В предельном случае в тот или иной момент навлекают на себя гнев коллектива любые крайние качества – не только крайности богатства и бедности, но точно так же – крайности успеха и поражения, красоты и уродства, порока и добродетели, привлекательности и несносности. Таким качеством может быть слабость женщин, детей и стариков, но и сила сильнейших, которая становится слабостью при столкновении с большинством. Очень часто толпа обращается именно против тех, кто прежде имел над нею исключительную власть.
Наверное, многие сочтут скандальным помещение богатых и власть имущих в число жертв коллективного гонения на тех же основаниях, что и слабых и бедных. В их глазах два эти феномена несимметричны: раз богатые и власть имущие оказывают на общество такое сильное влияние, значит, то насилие, какому они могут подвергнуться в период кризиса, вполне оправданно; это священный бунт угнетенных и т. п.
Границу между рациональной дискриминацией и произвольным гонением иногда трудно провести. По причинам политическим, моральным, медицинским и т. д. некоторые формы дискриминации нам сегодня кажутся разумными, и тем не менее они похожи на старинные формы гонений: так, например, обстоит дело с помещением в карантин во время эпидемий всякого, кто может оказаться заразным. В Средние века врачи враждебно относились к идее, будто чума может распространяться посредством физического контакта с больными. Дело в том, что врачи в целом принадлежали к просвещенным кругам, а любая теория заражения слишком уж напоминала гонительские предрассудки и потому казалась им подозрительной. И тем не менее эти врачи ошибались. В XIX веке идея заражения смогла вернуться и завоевать признание в чисто медицинском контексте, уже не имеющем отношения к гонительской ментальности, только потому, что в ней уже никто не мог заподозрить возвращение этого предрассудка в новом обличье.

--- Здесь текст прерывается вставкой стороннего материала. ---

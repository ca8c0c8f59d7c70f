//! `wh-task`: what an agent decides to do and how that changes the world.
//!
//! # Crate layout
//!
//! | Module          | Contents                                                     |
//! |-----------------|--------------------------------------------------------------|
//! | [`agent`]       | `Agent`: position, facing, task state, queue, inventory     |
//! | [`classifier`]  | `Classifier` trait, `StemClassifier`, `ClassifierCache`      |
//! | [`allocator`]   | category partitioning and first-fit storage selection        |
//! | [`planner`]     | `decide` → `Decision`; plan builders; `PlanContext`          |
//! | [`executor`]    | `execute`: apply one primitive action per tick              |
//! | [`error`]       | `TaskError`, `TaskResult<T>`                                 |
//!
//! # Plan / execute split
//!
//! Each tick the orchestrator calls [`decide`] and then [`execute`] for one
//! agent.  `decide` only reads the agent and the grid and returns a
//! [`Decision`]; [`Agent::apply`] is the single place the queue is replaced.
//! `execute` pops exactly one tick-consuming action and mutates the grid.
//!
//! # Cargo features
//!
//! | Feature    | Effect                                                   |
//! |------------|----------------------------------------------------------|
//! | `parallel` | `ClassifierCache::prefetch` runs on Rayon's thread pool. |

pub mod agent;
pub mod allocator;
pub mod classifier;
pub mod error;
pub mod executor;
pub mod planner;


pub use agent::Agent;
pub use allocator::{Partition, allocate, category_partition};
pub use classifier::{Category, ClassifierCache, Classifier, ClassifyError, StemClassifier};
pub use error::{TaskError, TaskResult};
pub use executor::execute;
pub use planner::{Decision, MAX_BACKOFF, PlanContext, decide};
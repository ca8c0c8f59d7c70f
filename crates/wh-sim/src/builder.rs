//! Fluent builder that seeds a warehouse and returns a ready [`Warehouse`].

use tracing::info;

use wh_core::{AgentId, AgentRng, Coord, Dims, Heading, ObjectId, SimClock, SimRng, StorageId};
use wh_grid::{Grid, ImageRef, NoopNotifier, Notifier, Object, Storage, WorldEvent};
use wh_nav::Pathfinder;
use wh_task::{Agent, Category, ClassifierCache, Classifier};

use crate::{SimError, SimResult, Warehouse, WarehouseConfig};

/// Fluent builder for [`Warehouse<C, P>`].
///
/// # Required inputs
///
/// - [`WarehouseConfig`]: dimensions, storages, categories, counts, seed
/// - `C: Classifier`: e.g. [`wh_task::StemClassifier`]
/// - `P: Pathfinder`: e.g. [`wh_nav::BfsPathfinder`]
///
/// # Optional inputs
///
/// | Method                   | Default                               |
/// |--------------------------|---------------------------------------|
/// | `.notifier(n)`           | `NoopNotifier`                        |
/// | `.object_at(at, image)`  | none; all objects placed at random    |
/// | `.agent_at(at, facing)`  | none; all agents placed at random     |
///
/// # Seeding order
///
/// Storages, then objects (explicit first), then agents (explicit first).
/// Ids are assigned from zero in that order.  Every agent's belief map is
/// cloned after all storages and objects exist.
pub struct WarehouseBuilder<C: Classifier, P: Pathfinder> {
    config:     WarehouseConfig,
    classifier: C,
    pathfinder: P,
    notifier:   Option<Box<dyn Notifier>>,
    objects:    Vec<(Coord, ImageRef)>,
    agents:     Vec<(Coord, Heading)>,
}

impl<C: Classifier, P: Pathfinder> WarehouseBuilder<C, P> {
    pub fn new(config: WarehouseConfig, classifier: C, pathfinder: P) -> Self {
        Self {
            config,
            classifier,
            pathfinder,
            notifier: None,
            objects:  Vec::new(),
            agents:   Vec::new(),
        }
    }

    /// Send world events to `notifier`.
    pub fn notifier(mut self, notifier: impl Notifier + 'static) -> Self {
        self.notifier = Some(Box::new(notifier));
        self
    }

    /// Seed an object at a fixed cell.
    pub fn object_at(mut self, at: Coord, image: impl Into<String>) -> Self {
        self.objects.push((at, ImageRef::new(image)));
        self
    }

    /// Seed an agent at a fixed ground cell.
    pub fn agent_at(mut self, at: Coord, facing: Heading) -> Self {
        self.agents.push((at, facing));
        self
    }

    /// Validate the configuration, seed the grid and return the warehouse.
    pub fn build(self) -> SimResult<Warehouse<C, P>> {
        let config = self.config;
        let mut notifier = self.notifier.unwrap_or_else(|| Box::new(NoopNotifier));
        let mut rng = SimRng::new(config.sim.seed);

        // ── Validate ──────────────────────────────────────────────────────
        let d = config.dimensions;
        let dims = Dims::new(d.width, d.depth, d.height)?;
        if config.categories.is_empty() {
            return Err(SimError::Config("at least one category is required".into()));
        }
        let categories: Vec<Category> =
            config.categories.iter().map(|c| Category::from(c.as_str())).collect();

        let mut grid = Grid::new(dims);
        notifier.notify(&WorldEvent::WarehouseAttached { dims });

        // ── Storages ──────────────────────────────────────────────────────
        for (i, spec) in config.storages.iter().enumerate() {
            let id = StorageId::try_from(i)?;
            grid.attach_storage(Storage::new(id, spec.location, spec.capacity))?;
            notifier.notify(&WorldEvent::StorageAttached { storage: id, at: spec.location });
        }

        let object_total = config.object_count.max(self.objects.len());
        if object_total > grid.capacity() {
            return Err(SimError::InsufficientCapacity {
                requested: object_total,
                capacity:  grid.capacity(),
            });
        }

        // ── Objects ───────────────────────────────────────────────────────
        let random_objects = (self.objects.len()..object_total).map(|i| {
            let label = &config.categories[i % config.categories.len()];
            (None, ImageRef::new(format!("{label}.png")))
        });
        let objects = self
            .objects
            .into_iter()
            .map(|(at, image)| (Some(at), image))
            .chain(random_objects);

        for (i, (at, image)) in objects.enumerate() {
            let id = ObjectId::try_from(i)?;
            let at = match at {
                Some(at) => at,
                None => random_free_cell(&grid, &mut rng, "object")?,
            };
            if at.z != 0 {
                return Err(SimError::Config(format!("object {id} must lie on the ground floor, not at {at}")));
            }
            let label = image.stem().to_owned();
            grid.seed_object(Object::new(id, at, image))?;
            notifier.notify(&WorldEvent::ObjectAttached { object: id, label, at });
        }

        // ── Agents ────────────────────────────────────────────────────────
        let agent_total = config.agent_count.max(self.agents.len());
        let mut agents = Vec::with_capacity(agent_total);
        let mut rngs = Vec::with_capacity(agent_total);
        for i in 0..agent_total {
            let id = AgentId::try_from(i)?;
            let (at, facing) = match self.agents.get(i) {
                Some(&(at, facing)) => (at, facing),
                None => {
                    let at = random_free_cell(&grid, &mut rng, "agent")?;
                    let facing = Heading::ALL[rng.gen_range(0..Heading::ALL.len())];
                    (at, facing)
                }
            };
            if at.z != 0 {
                return Err(SimError::Config(format!("agent {id} must start on the ground floor, not at {at}")));
            }
            grid.place_agent(id, at)?;
            agents.push(Agent::new(id, at, facing, grid.belief_snapshot()));
            rngs.push(AgentRng::new(config.sim.seed, id));
            notifier.notify(&WorldEvent::AgentAttached { agent: id, at });
        }

        info!(
            %dims,
            storages = grid.storages().len(),
            capacity = grid.capacity(),
            objects  = object_total,
            agents   = agent_total,
            "warehouse seeded"
        );

        Ok(Warehouse {
            clock:          SimClock::new(),
            config:         config.sim,
            grid,
            agents,
            rngs,
            categories,
            classifier:     self.classifier,
            pathfinder:     self.pathfinder,
            cache:          ClassifierCache::new(),
            notifier,
            seeded_objects: object_total,
            floor_series:   Vec::new(),
        })
    }
}

/// A uniformly chosen free ground cell.
fn random_free_cell(grid: &Grid, rng: &mut SimRng, what: &'static str) -> SimResult<Coord> {
    rng.choose(&grid.free_ground_cells())
        .copied()
        .ok_or(SimError::NoFreeCell { what })
}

Тут есть о чем подумать, но этот интересный вопрос лежит в стороне от моей работы. Моя единственная цель – перечислить признаки, которые обычно навлекают на их носителей насилие толпы. С этой точки зрения примеры, которые я привел, несомненны. Тот факт, что некоторые из этих случаев насилия могут показаться оправданными даже сегодня, ни имеет никакого значения для того анализа, которым я здесь занимаюсь.
Я не пытаюсь очертить область гонений с абсолютной точностью; я не пытаюсь точно определить, где начинается или где кончается несправедливость. Вопреки предположениям некоторых моих критиков, меня не интересует расстановка хороших и дурных баллов социальному порядку. Моя единственная забота – показать, что существует транскультурная схема коллективного насилия и что нетрудно в общих чертах наметить ее контуры. Существование этой схемы – один вопрос, и совершенно другой – входит ли в нее то или иное конкретное событие. В некоторых случаях этот вопрос решить непросто, но на моем рассуждении эта трудность не сказывается. Если мы не решаемся признать в той или иной конкретной черте конкретного события гонительский стереотип, то не следует решать эту проблему на уровне одной этой черты, изолированной от контекста, – следует проверить, имеются ли рядом с ней также и другие стереотипы.
Я приведу два примера. Большинство историков полагают, что французская монархия несет свою долю ответственности за революцию 1789 года. Значит ли это, что казнь Марии-Антуанетты не попадает в нашу схему? Королева принадлежит к нескольким виктимным категориям сразу: она не только королева, но еще и иностранка – и действительно, ее австрийское происхождение бесконечно поминалось в памфлетах. Трибунал, который ее приговорил, находился под сильным влиянием парижской толпы. Наряду с третьим стереотипом, имеется и наш первый стереотип: мы находим в Революции все характерные признаки великих кризисов, которые благоприятствуют коллективным гонениям. Историки, разумеется, не привыкли рассматривать факты Французской революции как стереотипные элементы гонительской схемы. Но я вовсе не предлагаю данным типом рассуждения заменить все наши представления о Французской революции. Тем не менее он представляет в интересном свете то обвинение, которое нередко обходят молчанием, но которое эксплицитно фигурировало на процессе королевы, – обвинение в инцесте с сыном[6].